When you look at the total amount of taxes collected in the three townships as a factor of the number of households, they are pretty comparable. The “amount to be raised by taxation” for 2017 in South Frontenac was $18.5 million, in Central Frontenac it was $7.3 million and in North Frontenac it was $5.6 million.

In percentage terms, Central Frontenac has about 39% of the population that South Frontenac has and collects about 39% of the number of tax dollars as well. North Frontenac, with 35% of the population of South Frontenac, but collects only about 30% of the amount of tax dollars.

The reason it costs more per $100,000 in assessment for ratepayers in Central and North Frontenac, is entirely due to lower average property values.
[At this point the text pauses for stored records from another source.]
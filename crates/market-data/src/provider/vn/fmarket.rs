//! FMarket client for mutual fund listings and NAV history.

use std::collections::HashMap;
use std::sync::Arc;
use std::time::Duration;

use chrono::NaiveDate;
use reqwest::Client;
use tokio::sync::RwLock;
use tracing::debug;

use super::decode_response;
use super::headers::fmarket_headers;
use super::models::{decimal, FMarketEnvelope, FundFilterRequest, FundInfo, FundPage, NavHistoryRequest, NavRecord};
use crate::errors::MarketDataError;
use crate::models::{AssetCategory, AssetSummary, HistoricalRecord};
use crate::throttle::ThrottleClassifier;

const FILTER_URL: &str = "https://api.fmarket.vn/res/products/filter";
const NAV_HISTORY_URL: &str = "https://api.fmarket.vn/res/product/get-nav-history";
const PROVIDER: &str = "FMARKET";

pub struct FMarketClient {
    client: Client,
    classifier: Arc<dyn ThrottleClassifier>,
    /// short name or code (upper-case) -> product id
    fund_ids: RwLock<HashMap<String, i64>>,
}

impl FMarketClient {
    pub fn new(
        classifier: Arc<dyn ThrottleClassifier>,
        timeout: Duration,
    ) -> Result<Self, MarketDataError> {
        let client = Client::builder()
            .default_headers(fmarket_headers())
            .timeout(timeout)
            .build()?;

        Ok(Self {
            client,
            classifier,
            fund_ids: RwLock::new(HashMap::new()),
        })
    }

    async fn filter(&self, search_field: &str) -> Result<Vec<FundInfo>, MarketDataError> {
        let payload = FundFilterRequest::search(search_field);
        let response = self.client.post(FILTER_URL).json(&payload).send().await?;
        let page: FMarketEnvelope<FundPage> =
            decode_response(PROVIDER, self.classifier.as_ref(), response).await?;

        self.remember(&page.data.rows).await;
        Ok(page.data.rows)
    }

    async fn remember(&self, funds: &[FundInfo]) {
        let mut ids = self.fund_ids.write().await;
        for fund in funds {
            ids.insert(fund.short_name.to_uppercase(), fund.id);
            if let Some(code) = &fund.code {
                ids.insert(code.to_uppercase(), fund.id);
            }
        }
    }

    pub async fn list_funds(&self) -> Result<Vec<AssetSummary>, MarketDataError> {
        let funds = self.filter("").await?;
        Ok(funds.iter().map(to_summary).collect())
    }

    pub async fn search_funds(&self, query: &str) -> Result<Vec<AssetSummary>, MarketDataError> {
        let funds = self.filter(&query.trim().to_uppercase()).await?;
        Ok(funds.iter().map(to_summary).collect())
    }

    /// Resolve a fund symbol to its product id, refreshing the map on a miss.
    pub async fn fund_id(&self, symbol: &str) -> Result<i64, MarketDataError> {
        let key = symbol.trim().to_uppercase();
        if let Some(id) = self.fund_ids.read().await.get(&key) {
            return Ok(*id);
        }

        debug!(symbol = %key, "fund id not cached, querying listing");
        self.filter(&key).await?;

        self.fund_ids
            .read()
            .await
            .get(&key)
            .copied()
            .ok_or(MarketDataError::SymbolNotFound(key))
    }

    pub async fn nav_history(
        &self,
        symbol: &str,
        start: NaiveDate,
        end: NaiveDate,
    ) -> Result<Vec<HistoricalRecord>, MarketDataError> {
        let product_id = self.fund_id(symbol).await?;
        let payload = NavHistoryRequest {
            is_all_data: 0,
            product_id,
            from_date: start.format("%Y%m%d").to_string(),
            to_date: end.format("%Y%m%d").to_string(),
        };

        let response = self.client.post(NAV_HISTORY_URL).json(&payload).send().await?;
        let envelope: FMarketEnvelope<Vec<NavRecord>> =
            decode_response(PROVIDER, self.classifier.as_ref(), response).await?;

        Ok(nav_to_records(symbol, &envelope.data, start, end))
    }
}

fn to_summary(fund: &FundInfo) -> AssetSummary {
    AssetSummary::new(fund.short_name.to_uppercase(), &fund.name, AssetCategory::Fund, "FUND")
}

fn nav_to_records(
    symbol: &str,
    navs: &[NavRecord],
    start: NaiveDate,
    end: NaiveDate,
) -> Vec<HistoricalRecord> {
    let mut records: Vec<HistoricalRecord> = navs
        .iter()
        .filter(|n| n.nav > 0.0)
        .filter_map(|n| {
            let date = n.date()?;
            if date < start || date > end {
                return None;
            }
            let nav = decimal(n.nav);
            Some(HistoricalRecord::flat(symbol.to_uppercase(), AssetCategory::Fund, date, nav).with_nav(nav))
        })
        .collect();

    records.sort_by_key(|r| r.date);
    records.dedup_by_key(|r| r.date);
    records
}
Again, looking at Frontenac County, in 2017 the average home in South Frontenac was assessed at $307,000, the average home in North Frontenac was assessed at $250,000 and the average assessment in Central Frontenac was $217,500.

In fact, when put through a simple formula based on relative property values, the $814 that Central Frontenac ratepayers pay per $100,000 in assessment, equates to $588 in South Frontenac, $9 less than what South Frontenac ratepayers pay. The $675 per $100,000 that North Frontenac ratepayers pay equates to about $550, $47 less than South Frontenac.

Does this mean the smaller townships are actually more efficient than the larger one?

Not necessarily, as there are many other factors at play. For example, North Frontenac has more seasonal residents than the other townships, who only need service 6 or 3 months out of the year. As well, the amount of paved and/or unpaved roads in each township are a function of geography and not the number of households.

North and Central Frontenac both maintain multiple community halls, and most halls in South Frontenac are owned and maintained by community groups, but South Frontenac has a museum, and garbage pickup.

An analysis of the number of households, taxes collected, and average tax assessment, based only on rudimentary mathematics, leads me to conclude that the three townships are pretty similar in the way they finance their operations.

If there are significant differences, they relate to levels of service, not the amount of taxes collected.